── The records
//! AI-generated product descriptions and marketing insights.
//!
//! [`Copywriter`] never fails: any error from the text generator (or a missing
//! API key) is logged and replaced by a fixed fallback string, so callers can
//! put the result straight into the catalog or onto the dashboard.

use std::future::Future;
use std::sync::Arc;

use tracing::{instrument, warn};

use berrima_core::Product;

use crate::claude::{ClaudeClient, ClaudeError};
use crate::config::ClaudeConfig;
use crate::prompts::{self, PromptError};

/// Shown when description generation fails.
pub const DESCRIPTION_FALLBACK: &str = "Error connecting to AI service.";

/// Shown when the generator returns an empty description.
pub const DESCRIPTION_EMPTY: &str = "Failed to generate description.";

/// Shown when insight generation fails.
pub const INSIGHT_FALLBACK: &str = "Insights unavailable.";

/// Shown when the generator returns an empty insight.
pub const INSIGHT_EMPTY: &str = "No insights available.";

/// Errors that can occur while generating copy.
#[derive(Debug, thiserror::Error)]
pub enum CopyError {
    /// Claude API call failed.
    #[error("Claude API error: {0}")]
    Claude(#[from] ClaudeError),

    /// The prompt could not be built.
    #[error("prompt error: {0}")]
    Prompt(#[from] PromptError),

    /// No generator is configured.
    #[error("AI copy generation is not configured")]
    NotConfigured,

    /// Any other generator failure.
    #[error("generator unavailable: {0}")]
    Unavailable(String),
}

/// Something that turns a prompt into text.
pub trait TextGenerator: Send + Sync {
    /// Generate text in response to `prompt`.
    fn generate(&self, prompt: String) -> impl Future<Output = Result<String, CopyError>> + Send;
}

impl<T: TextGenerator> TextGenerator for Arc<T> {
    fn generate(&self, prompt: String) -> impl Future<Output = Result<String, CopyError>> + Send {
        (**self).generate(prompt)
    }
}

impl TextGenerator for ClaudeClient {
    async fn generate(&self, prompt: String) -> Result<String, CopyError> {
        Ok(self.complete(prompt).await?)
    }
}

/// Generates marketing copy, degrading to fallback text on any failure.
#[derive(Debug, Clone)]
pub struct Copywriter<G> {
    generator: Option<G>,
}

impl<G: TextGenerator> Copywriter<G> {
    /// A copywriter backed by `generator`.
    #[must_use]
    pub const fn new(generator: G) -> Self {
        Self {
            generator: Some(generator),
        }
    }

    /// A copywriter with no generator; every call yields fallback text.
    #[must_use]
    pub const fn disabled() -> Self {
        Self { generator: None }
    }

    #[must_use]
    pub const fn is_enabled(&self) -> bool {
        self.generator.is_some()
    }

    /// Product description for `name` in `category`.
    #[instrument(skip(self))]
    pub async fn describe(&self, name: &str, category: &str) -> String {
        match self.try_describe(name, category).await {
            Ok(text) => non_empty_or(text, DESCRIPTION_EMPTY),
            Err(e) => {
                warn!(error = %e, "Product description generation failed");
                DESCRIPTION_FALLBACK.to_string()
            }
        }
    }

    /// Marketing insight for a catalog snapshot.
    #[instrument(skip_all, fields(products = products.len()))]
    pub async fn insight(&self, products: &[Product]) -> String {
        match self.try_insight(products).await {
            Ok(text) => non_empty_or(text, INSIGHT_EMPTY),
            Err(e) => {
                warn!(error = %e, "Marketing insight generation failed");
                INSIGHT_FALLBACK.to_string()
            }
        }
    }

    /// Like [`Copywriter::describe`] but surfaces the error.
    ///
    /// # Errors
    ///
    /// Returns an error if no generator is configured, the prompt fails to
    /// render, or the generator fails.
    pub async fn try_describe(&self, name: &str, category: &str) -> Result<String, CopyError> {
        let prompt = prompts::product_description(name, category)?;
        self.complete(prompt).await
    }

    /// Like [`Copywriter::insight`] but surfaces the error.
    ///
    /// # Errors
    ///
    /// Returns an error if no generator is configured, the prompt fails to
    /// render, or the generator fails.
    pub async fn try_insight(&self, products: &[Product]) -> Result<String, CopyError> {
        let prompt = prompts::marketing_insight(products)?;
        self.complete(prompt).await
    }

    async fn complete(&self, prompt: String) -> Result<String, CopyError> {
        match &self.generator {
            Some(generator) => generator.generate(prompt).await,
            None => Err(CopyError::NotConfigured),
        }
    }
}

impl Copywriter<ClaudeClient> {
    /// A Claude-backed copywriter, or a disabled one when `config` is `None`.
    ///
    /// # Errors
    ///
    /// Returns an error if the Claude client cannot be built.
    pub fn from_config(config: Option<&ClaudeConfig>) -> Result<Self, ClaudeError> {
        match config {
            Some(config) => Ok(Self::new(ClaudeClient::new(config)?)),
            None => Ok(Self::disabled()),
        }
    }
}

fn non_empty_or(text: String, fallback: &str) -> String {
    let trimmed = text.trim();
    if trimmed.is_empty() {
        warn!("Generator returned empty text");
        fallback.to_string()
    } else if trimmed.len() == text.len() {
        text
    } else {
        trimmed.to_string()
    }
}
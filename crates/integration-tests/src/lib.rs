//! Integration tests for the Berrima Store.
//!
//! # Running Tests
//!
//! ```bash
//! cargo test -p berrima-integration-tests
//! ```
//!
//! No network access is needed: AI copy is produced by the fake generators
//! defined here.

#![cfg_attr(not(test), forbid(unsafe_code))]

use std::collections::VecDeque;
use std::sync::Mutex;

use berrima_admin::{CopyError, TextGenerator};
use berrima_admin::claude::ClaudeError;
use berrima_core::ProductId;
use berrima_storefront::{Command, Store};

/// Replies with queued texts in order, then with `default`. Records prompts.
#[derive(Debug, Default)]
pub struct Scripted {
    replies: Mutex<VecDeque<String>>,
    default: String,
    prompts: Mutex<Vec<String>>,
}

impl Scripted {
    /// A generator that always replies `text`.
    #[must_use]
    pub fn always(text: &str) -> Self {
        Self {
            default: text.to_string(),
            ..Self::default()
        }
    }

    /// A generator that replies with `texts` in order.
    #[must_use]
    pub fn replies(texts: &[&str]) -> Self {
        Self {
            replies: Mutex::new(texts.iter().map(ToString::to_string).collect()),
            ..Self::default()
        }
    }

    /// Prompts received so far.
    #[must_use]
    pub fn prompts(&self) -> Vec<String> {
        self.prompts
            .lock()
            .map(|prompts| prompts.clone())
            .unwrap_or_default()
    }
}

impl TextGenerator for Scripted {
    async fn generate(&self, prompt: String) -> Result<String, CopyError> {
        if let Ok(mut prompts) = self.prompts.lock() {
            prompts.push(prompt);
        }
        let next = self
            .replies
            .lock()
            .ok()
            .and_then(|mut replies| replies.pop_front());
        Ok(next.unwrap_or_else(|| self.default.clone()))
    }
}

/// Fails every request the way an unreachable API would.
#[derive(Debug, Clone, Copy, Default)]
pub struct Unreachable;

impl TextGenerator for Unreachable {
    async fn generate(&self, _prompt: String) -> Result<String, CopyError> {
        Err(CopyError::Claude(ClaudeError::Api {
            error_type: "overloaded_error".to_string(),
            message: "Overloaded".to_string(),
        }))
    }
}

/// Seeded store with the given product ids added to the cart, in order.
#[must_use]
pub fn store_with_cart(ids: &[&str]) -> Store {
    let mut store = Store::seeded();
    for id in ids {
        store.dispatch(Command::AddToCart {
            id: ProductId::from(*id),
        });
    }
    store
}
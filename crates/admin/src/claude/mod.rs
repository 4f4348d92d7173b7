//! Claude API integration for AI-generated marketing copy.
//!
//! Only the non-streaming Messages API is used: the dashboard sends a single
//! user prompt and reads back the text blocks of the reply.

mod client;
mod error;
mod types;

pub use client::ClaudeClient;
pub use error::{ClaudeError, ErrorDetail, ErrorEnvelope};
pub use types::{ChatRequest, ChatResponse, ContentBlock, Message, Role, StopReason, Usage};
────
- _Exercise prompt_: Go through the entries and restate each one exactly.

- _Expected output_:
//! AI-generated product descriptions and marketing insights.
//!
//! [`Copywriter`] never fails: any error from the text generator (or a missing
//! API key) is logged and replaced by a fixed fallback string, so callers can
//! put the result straight into the catalog or onto the dashboard.

use std::future::Future;
use std::sync::Arc;

use tracing::{instrument, warn};

use berrima_core::Product;

use crate::claude::{ClaudeClient, ClaudeError};
use crate::config::ClaudeConfig;
use crate::prompts::{self, PromptError};

/// Shown when description generation fails.
pub const DESCRIPTION_FALLBACK: &str = "Error connecting to AI service.";

/// Shown when the generator returns an empty description.
pub const DESCRIPTION_EMPTY: &str = "Failed to generate description.";

/// Shown when insight generation fails.
pub const INSIGHT_FALLBACK: &str = "Insights unavailable.";

/// Shown when the generator returns an empty insight.
pub const INSIGHT_EMPTY: &str = "No insights available.";

/// Errors that can occur while generating copy.
#[derive(Debug, thiserror::Error)]
pub enum CopyError {
    /// Claude API call failed.
    #[error("Claude API error: {0}")]
    Claude(#[from] ClaudeError),

    /// The prompt could not be built.
    #[error("prompt error: {0}")]
    Prompt(#[from] PromptError),

    /// No generator is configured.
    #[error("AI copy generation is not configured")]
    NotConfigured,

    /// Any other generator failure.
    #[error("generator unavailable: {0}")]
    Unavailable(String),
}

/// Something that turns a prompt into text.
pub trait TextGenerator: Send + Sync {
    /// Generate text in response to `prompt`.
    fn generate(&self, prompt: String) -> impl Future<Output = Result<String, CopyError>> + Send;
}

impl<T: TextGenerator> TextGenerator for Arc<T> {
    fn generate(&self, prompt: String) -> impl Future<Output = Result<String, CopyError>> + Send {
        (**self).generate(prompt)
    }
}

impl TextGenerator for ClaudeClient {
    async fn generate(&self, prompt: String) -> Result<String, CopyError> {
        Ok(self.complete(prompt).await?)
    }
}

/// Generates marketing copy, degrading to fallback text on any failure.
#[derive(Debug, Clone)]
pub struct Copywriter<G> {
    generator: Option<G>,
}

impl<G: TextGenerator> Copywriter<G> {
    /// A copywriter backed by `generator`.
    #[must_use]
    pub const fn new(generator: G) -> Self {
        Self {
            generator: Some(generator),
        }
    }

    /// A copywriter with no generator; every call yields fallback text.
    #[must_use]
    pub const fn disabled() -> Self {
        Self { generator: None }
    }

    #[must_use]
    pub const fn is_enabled(&self) -> bool {
        self.generator.is_some()
    }

    /// Product description for `name` in `category`.
    #[instrument(skip(self))]
    pub async fn describe(&self, name: &str, category: &str) -> String {
        match self.try_describe(name, category).await {
            Ok(text) => non_empty_or(text, DESCRIPTION_EMPTY),
            Err(e) => {
                warn!(error = %e, "Product description generation failed");
                DESCRIPTION_FALLBACK.to_string()
            }
        }
    }

    /// Marketing insight for a catalog snapshot.
    #[instrument(skip_all, fields(products = products.len()))]
    pub async fn insight(&self, products: &[Product]) -> String {
        match self.try_insight(products).await {
            Ok(text) => non_empty_or(text, INSIGHT_EMPTY),
            Err(e) => {
                warn!(error = %e, "Marketing insight generation failed");
                INSIGHT_FALLBACK.to_string()
            }
        }
    }

    /// Like [`Copywriter::describe`] but surfaces the error.
    ///
    /// # Errors
    ///
    /// Returns an error if no generator is configured, the prompt fails to
    /// render, or the generator fails.
    pub async fn try_describe(&self, name: &str, category: &str) -> Result<String, CopyError> {
        let prompt = prompts::product_description(name, category)?;
        self.complete(prompt).await
    }

    /// Like [`Copywriter::insight`] but surfaces the error.
    ///
    /// # Errors
    ///
    /// Returns an error if no generator is configured, the prompt fails to
    /// render, or the generator fails.
    pub async fn try_insight(&self, products: &[Product]) -> Result<String, CopyError> {
        let prompt = prompts::marketing_insight(products)?;
        self.complete(prompt).await
    }

    async fn complete(&self, prompt: String) -> Result<String, CopyError> {
        match &self.generator {
            Some(generator) => generator.generate(prompt).await,
            None => Err(CopyError::NotConfigured),
        }
    }
}

impl Copywriter<ClaudeClient> {
    /// A Claude-backed copywriter, or a disabled one when `config` is `None`.
    ///
    /// # Errors
    ///
    /// Returns an error if the Claude client cannot be built.
    pub fn from_config(config: Option<&ClaudeConfig>) -> Result<Self, ClaudeError> {
        match config {
            Some(config) => Ok(Self::new(ClaudeClient::new(config)?)),
            None => Ok(Self::disabled()),
        }
    }
}

fn non_empty_or(text: String, fallback: &str) -> String {
    let trimmed = text.trim();
    if trimmed.is_empty() {
        warn!("Generator returned empty text");
        fallback.to_string()
    } else if trimmed.len() == text.len() {
        text
    } else {
        trimmed.to_string()
    }
}
filename crates/integration-tests/src/lib.rs
//! Integration tests for the Berrima Store.
//!
//! # Running Tests
//!
//! ```bash
//! cargo test -p berrima-integration-tests
//! ```
//!
//! No network access is needed: AI copy is produced by the fake generators
//! defined here.

#![cfg_attr(not(test), forbid(unsafe_code))]

use std::collections::VecDeque;
use std::sync::Mutex;

use berrima_admin::{CopyError, TextGenerator};
use berrima_admin::claude::ClaudeError;
use berrima_core::ProductId;
use berrima_storefront::{Command, Store};

/// Replies with queued texts in order, then with `default`. Records prompts.
#[derive(Debug, Default)]
pub struct Scripted {
    replies: Mutex<VecDeque<String>>,
    default: String,
    prompts: Mutex<Vec<String>>,
}

impl Scripted {
    /// A generator that always replies `text`.
    #[must_use]
    pub fn always(text: &str) -> Self {
        Self {
            default: text.to_string(),
            ..Self::default()
        }
    }

    /// A generator that replies with `texts` in order.
    #[must_use]
    pub fn replies(texts: &[&str]) -> Self {
        Self {
            replies: Mutex::new(texts.iter().map(ToString::to_string).collect()),
            ..Self::default()
        }
    }

    /// Prompts received so far.
    #[must_use]
    pub fn prompts(&self) -> Vec<String> {
        self.prompts
            .lock()
            .map(|prompts| prompts.clone())
            .unwrap_or_default()
    }
}

impl TextGenerator for Scripted {
    async fn generate(&self, prompt: String) -> Result<String, CopyError> {
        if let Ok(mut prompts) = self.prompts.lock() {
            prompts.push(prompt);
        }
        let next = self
            .replies
            .lock()
            .ok()
            .and_then(|mut replies| replies.pop_front());
        Ok(next.unwrap_or_else(|| self.default.clone()))
    }
}

/// Fails every request the way an unreachable API would.
#[derive(Debug, Clone, Copy, Default)]
pub struct Unreachable;

impl TextGenerator for Unreachable {
    async fn generate(&self, _prompt: String) -> Result<String, CopyError> {
        Err(CopyError::Claude(ClaudeError::Api {
            error_type: "overloaded_error".to_string(),
            message: "Overloaded".to_string(),
        }))
    }
}

/// Seeded store with the given product ids added to the cart, in order.
#[must_use]
pub fn store_with_cart(ids: &[&str]) -> Store {
    let mut store = Store::seeded();
    for id in ids {
        store.dispatch(Command::AddToCart {
            id: ProductId::from(*id),
        });
    }
    store
}
filename crates/admin/src/claude/mod.rs
repository 4f4348d92d7173b7
//! Claude API integration for AI-generated marketing copy.
//!
//! Only the non-streaming Messages API is used: the dashboard sends a single
//! user prompt and reads back the text blocks of the reply.

mod client;
mod error;
mod types;

pub use client::ClaudeClient;
pub use error::{ClaudeError, ErrorDetail, ErrorEnvelope};
pub use types::{ChatRequest, ChatResponse, ContentBlock, Message, Role, StopReason, Usage};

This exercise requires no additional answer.